The company said version 2.0 of eSafe Protect Gateway, formerly called ViruSafe FireWall, protects against denial of service attacks by hostile Java and ActiveX applets, scans email, and blocks spam, cookies, and specified URLs.
"The first tier of protection is the gateway, the firewall" said eSafe CEO Yael Sachs, whose product integrates with several top firewall brands. "You can block 98 percent of the viruses and some vandals [malicious code]."
The gateway software is designed to work with eSafe's Protect Enterprise, which checks for viruses and malicious code on individual desktop machines but can be managed centrally. The company also sells a standalone desktop version, eSafe Protect, from its Web site.
"eSafe is building a comprehensive platform for preventing a wide spectrum of attacks rather than individual point products, which is widely said by many customers to be a needed thing," said Chris Christiansen, a network security analyst at International Data Corporation.
Viruses now affect more than 99 percent of corporate networks, largely because of widespread Internet connectivity, according to the independent International Computer Security Association.
But so-called vandals, usually written as Java applets or hostile ActiveX controls, can be even more damaging, Sachs said.
"They can steal money and information too," she added, citing a scam by two pornographic sites that surreptitiously logged visitors onto a long distance phone call routed through Moldova.
"The problem with malicious executables is that generally, from the few attacks I've heard about, they have criminal intent," said Christiansen. "The major difference between them and virus attacks is that they are often created for the express purpose of damaging or stealing, rather than just boasting."

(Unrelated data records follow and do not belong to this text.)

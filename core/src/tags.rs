//! Tags of the attributes which the file writer handles specially.
use crate::header::Tag;

/// File Meta Information Group Length (0002,0000) UL
#[rustfmt::skip]
pub const FILE_META_INFORMATION_GROUP_LENGTH: Tag = Tag(0x0002, 0x0000);
/// File Meta Information Version (0002,0001) OB
#[rustfmt::skip]
pub const FILE_META_INFORMATION_VERSION: Tag = Tag(0x0002, 0x0001);
/// Media Storage SOP Class UID (0002,0002) UI
#[rustfmt::skip]
pub const MEDIA_STORAGE_SOP_CLASS_UID: Tag = Tag(0x0002, 0x0002);
/// Media Storage SOP Instance UID (0002,0003) UI
#[rustfmt::skip]
pub const MEDIA_STORAGE_SOP_INSTANCE_UID: Tag = Tag(0x0002, 0x0003);
/// Transfer Syntax UID (0002,0010) UI
#[rustfmt::skip]
pub const TRANSFER_SYNTAX_UID: Tag = Tag(0x0002, 0x0010);
/// Implementation Class UID (0002,0012) UI
#[rustfmt::skip]
pub const IMPLEMENTATION_CLASS_UID: Tag = Tag(0x0002, 0x0012);
/// Patient's Name (0010,0010) PN
#[rustfmt::skip]
pub const PATIENT_NAME: Tag = Tag(0x0010, 0x0010);
/// Patient ID (0010,0020) LO
#[rustfmt::skip]
pub const PATIENT_ID: Tag = Tag(0x0010, 0x0020);
/// Item (FFFE,E000)
#[rustfmt::skip]
pub const ITEM: Tag = Tag(0xFFFE, 0xE000);
/// Item Delimitation Item (FFFE,E00D)
#[rustfmt::skip]
pub const ITEM_DELIMITATION_ITEM: Tag = Tag(0xFFFE, 0xE00D);
/// Sequence Delimitation Item (FFFE,E0DD)
#[rustfmt::skip]
pub const SEQUENCE_DELIMITATION_ITEM: Tag = Tag(0xFFFE, 0xE0DD);
impl<'de> Visitor<'de> for AttributeVisitor {
    type Value = JsonAttribute;

    fn expecting(&self, formatter: &mut std::fmt::Formatter) -> std::fmt::Result {
        formatter.write_str("a data element object")
    }

    fn visit_map<A>(self, mut map: A) -> Result<Self::Value, A::Error>
    where
        A: serde::de::MapAccess<'de>,
    {
        let mut vr = None;
        let mut value: Option<serde_json::Value> = None;
        let mut inline_binary = None;
        let mut bulk_data_uri = None;

        while let Some(key) = map.next_key::<String>()? {
            match &*key {
                "vr" => {
                    if vr.is_some() {
                        return Err(A::Error::custom("\"vr\" should only be set once"));
                    }

                    let val: String = map.next_value()?;
                    vr = Some(VR::from_str(&val).unwrap_or(VR::UN));
                }
                "Value" => {
                    if inline_binary.is_some() {
                        return Err(A::Error::custom(
                            "\"Value\" conflicts with \"InlineBinary\"",
                        ));
                    }

                    if bulk_data_uri.is_some() {
                        return Err(A::Error::custom("\"Value\" conflicts with \"BulkDataURI\""));
                    }

                    value = Some(map.next_value()?);
                }
                "InlineBinary" => {
                    if value.is_some() {
                        return Err(A::Error::custom(
                            "\"InlineBinary\" conflicts with \"Value\"",
                        ));
                    }

                    if bulk_data_uri.is_some() {
                        return Err(A::Error::custom(
                            "\"InlineBinary\" conflicts with \"BulkDataURI\"",
                        ));
                    }
                    // read value as string
                    let val: String = map.next_value()?;
                    inline_binary = Some(val);
                }
                "BulkDataURI" => {
                    if value.is_some() {
                        return Err(A::Error::custom("\"BulkDataURI\" conflicts with \"Value\""));
                    }

                    if inline_binary.is_some() {
                        return Err(A::Error::custom(
                            "\"BulkDataURI\" conflicts with \"InlineBinary\"",
                        ));
                    }

                    let val: BulkDataUri = map.next_value()?;
                    bulk_data_uri = Some(val);
                }
                _ => {
                    return Err(A::Error::custom("Unrecognized data element field"));
                }
            }
        }

        // ensure that VR is present
        let Some(vr) = vr else {
            return Err(A::Error::custom("missing VR field"));
        };

        let mut values = None;
        if let Some(value) = value {
            // deserialize value in different ways
            // depending on VR
            let elements: Vec<Element> = match vr {
                // sequence
                VR::SQ => {
                    let items: Vec<DicomJson<AttributeMap>> =
                        serde_json::from_value(value).map_err(A::Error::custom)?;
                    items
                        .into_iter()
                        .map(|item| Element::Item(item.into_inner()))
                        .collect()
                }
                // always text
                VR::AE
                | VR::AS
                | VR::CS
                | VR::DA
                | VR::DT
                | VR::LO
                | VR::LT
                | VR::SH
                | VR::ST
                | VR::UT
                | VR::UR
                | VR::TM
                | VR::UC
                | VR::UI => {
                    let items: Vec<Option<String>> =
                        serde_json::from_value(value).map_err(A::Error::custom)?;
                    items
                        .into_iter()
                        .map(|v| Element::Str(v.unwrap_or_default()))
                        .collect()
                }
                // integers, sometimes given as text
                VR::SS
                | VR::US
                | VR::SL
                | VR::UL
                | VR::SV
                | VR::UV
                | VR::OB
                | VR::OW
                | VR::OL
                | VR::OV => numbers::<i64, A::Error>(value)?
                    .into_iter()
                    .map(Element::Int)
                    .collect(),
                // floating point, with non-finite values given as text
                VR::FL | VR::FD | VR::OF | VR::OD => numbers::<f64, A::Error>(value)?
                    .into_iter()
                    .map(Element::Float)
                    .collect(),
                // sometimes numbers, sometimes text,
                // but retain string form
                VR::DS | VR::IS => {
                    let items: Vec<NumberOrText<f64>> =
                        serde_json::from_value(value).map_err(A::Error::custom)?;
                    items
                        .into_iter()
                        .map(|v| Element::Str(v.to_string()))
                        .collect()
                }
                // person names
                VR::PN => {
                    let items: Vec<Option<DicomJsonPerson>> =
                        serde_json::from_value(value).map_err(A::Error::custom)?;
                    items
                        .into_iter()
                        .map(|v| Element::Str(v.map(|p| p.to_string()).unwrap_or_default()))
                        .collect()
                }
                // tags
                VR::AT => {
                    let items: Vec<DicomJson<Tag>> =
                        serde_json::from_value(value).map_err(A::Error::custom)?;
                    items
                        .into_iter()
                        .map(|t| Element::Str(t.into_inner().to_hex_string()))
                        .collect()
                }
                // unknown
                VR::UN => return Err(A::Error::custom("can't parse JSON Value in UN")),
            };
            values = Some(Value::Seq(elements));
        }

        let value = match (values, inline_binary) {
            (None, None) => None,
            (None, Some(inline_binary)) => {
                // decode from Base64
                use base64::Engine;
                let data = base64::engine::general_purpose::STANDARD
                    .decode(inline_binary)
                    .map_err(|_| A::Error::custom("inline binary data is not valid base64"))?;
                Some(Value::Bulk(data))
            }
            (Some(values), _) => Some(values),
        };

        Ok(JsonAttribute {
            vr,
            value,
            bulk_data_uri,
        })
    }
}
//! A CLI tool for building a DICOM file
//! out of a data set in DICOM JSON.
use std::fs::File;
use std::io::BufReader;
use std::path::{Path, PathBuf};

use clap::Parser;
use dicom_dict_core::{tags, Attribute, AttributeMap, VR};
use dicom_dict_object::DicomDict;
use snafu::{Report, ResultExt, Whatever};
use tracing::{debug, error, info, Level};

/// Build a DICOM file from a DICOM JSON data set
#[derive(Debug, Parser)]
#[command(version)]
struct App {
    /// Path to the DICOM JSON data set
    file: PathBuf,

    /// Path to a DICOM JSON document with the file meta group
    #[arg(short = 'm', long = "meta")]
    meta: Option<PathBuf>,

    /// Path to the output DICOM file
    /// (default is to replace input extension with `.dcm`)
    #[arg(short = 'o', long = "out")]
    output: Option<PathBuf>,

    /// Transfer syntax UID of the data set
    /// (overrides the one in the file meta group)
    #[arg(short = 't', long = "transfer-syntax")]
    transfer_syntax: Option<String>,

    /// Print more information about the attributes written
    #[arg(short = 'v', long = "verbose")]
    verbose: bool,
}

fn main() {
    let app = App::parse();

    tracing::subscriber::set_global_default(
        tracing_subscriber::FmtSubscriber::builder()
            .with_max_level(if app.verbose { Level::DEBUG } else { Level::INFO })
            .finish(),
    )
    .whatever_context("Could not set up global logging subscriber")
    .unwrap_or_else(|e: Whatever| {
        eprintln!("[ERROR] {}", Report::from_error(e));
    });

    run(app).unwrap_or_else(|e| {
        error!("{}", Report::from_error(e));
        std::process::exit(-2);
    });
}

fn run(app: App) -> Result<(), Whatever> {
    let App {
        file,
        meta,
        output,
        transfer_syntax,
        verbose: _,
    } = app;

    let output = output.unwrap_or_else(|| {
        let mut path = file.clone();
        path.set_extension("dcm");
        path
    });

    let mut meta = match meta {
        Some(path) => read_json(&path)?,
        None => AttributeMap::new(),
    };
    let data_set = read_json(&file)?;
    let data_set = split_meta(data_set, &mut meta);

    if let Some(uid) = transfer_syntax {
        meta.insert(tags::TRANSFER_SYNTAX_UID, Attribute::new(VR::UI, [uid]));
    }

    let mut dict = DicomDict::new(meta);
    for (tag, attribute) in data_set {
        debug!("{} {}", tag, attribute.vr);
        dict.upsert_attribute(tag, attribute);
    }

    dict.write_to_file(&output)
        .whatever_context("Could not write DICOM file")?;
    info!(
        "Wrote {} attributes to {}",
        dict.dict().len(),
        output.display()
    );
    Ok(())
}

fn read_json(path: &Path) -> Result<AttributeMap, Whatever> {
    let file = File::open(path)
        .with_whatever_context(|_| format!("Could not open {}", path.display()))?;
    dicom_dict_json::from_reader(BufReader::new(file))
        .with_whatever_context(|_| format!("Could not read DICOM JSON from {}", path.display()))
}

/// Move the file meta group attributes found in a data set
/// over to the file meta group, returning the remaining attributes.
///
/// Attributes already in `meta` take precedence.
/// The group length is left out, as it is recalculated on write.
fn split_meta(data_set: AttributeMap, meta: &mut AttributeMap) -> AttributeMap {
    let (group, rest): (AttributeMap, AttributeMap) = data_set
        .into_iter()
        .partition(|(tag, _)| tag.group() == 0x0002);

    for (tag, attribute) in group {
        if tag == tags::FILE_META_INFORMATION_GROUP_LENGTH {
            continue;
        }
        meta.entry(tag).or_insert(attribute);
    }
    rest
}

The company also has received commitments for a new round of venture funding, according to Sachs, although the final papers aren't completed. Negotiations with venture capitalists were more complicated because of the wave of consolidation sweeping through Internet security firms. Forrester Research predicted in June that eSafe would be acquired.
Competitors to eSafe include companies like Finjan and Security-7 that block only Java applets or ActiveX controls. Other vendors that address both antivirus and malicious code include Symantec, Network Associates, and Trend Micro.
Protect Gateway is certified to work with Check Point's market-leading FireWall-1 software. It also is compatible with firewalls from Sun Microsystems, Compaq's Digital Equipment unit, Network Associates' Gauntlet, and Secure Computing.
The software is available from eSafe's resellers and ranges in price from $1,750 to $5,995, depending on the number of users.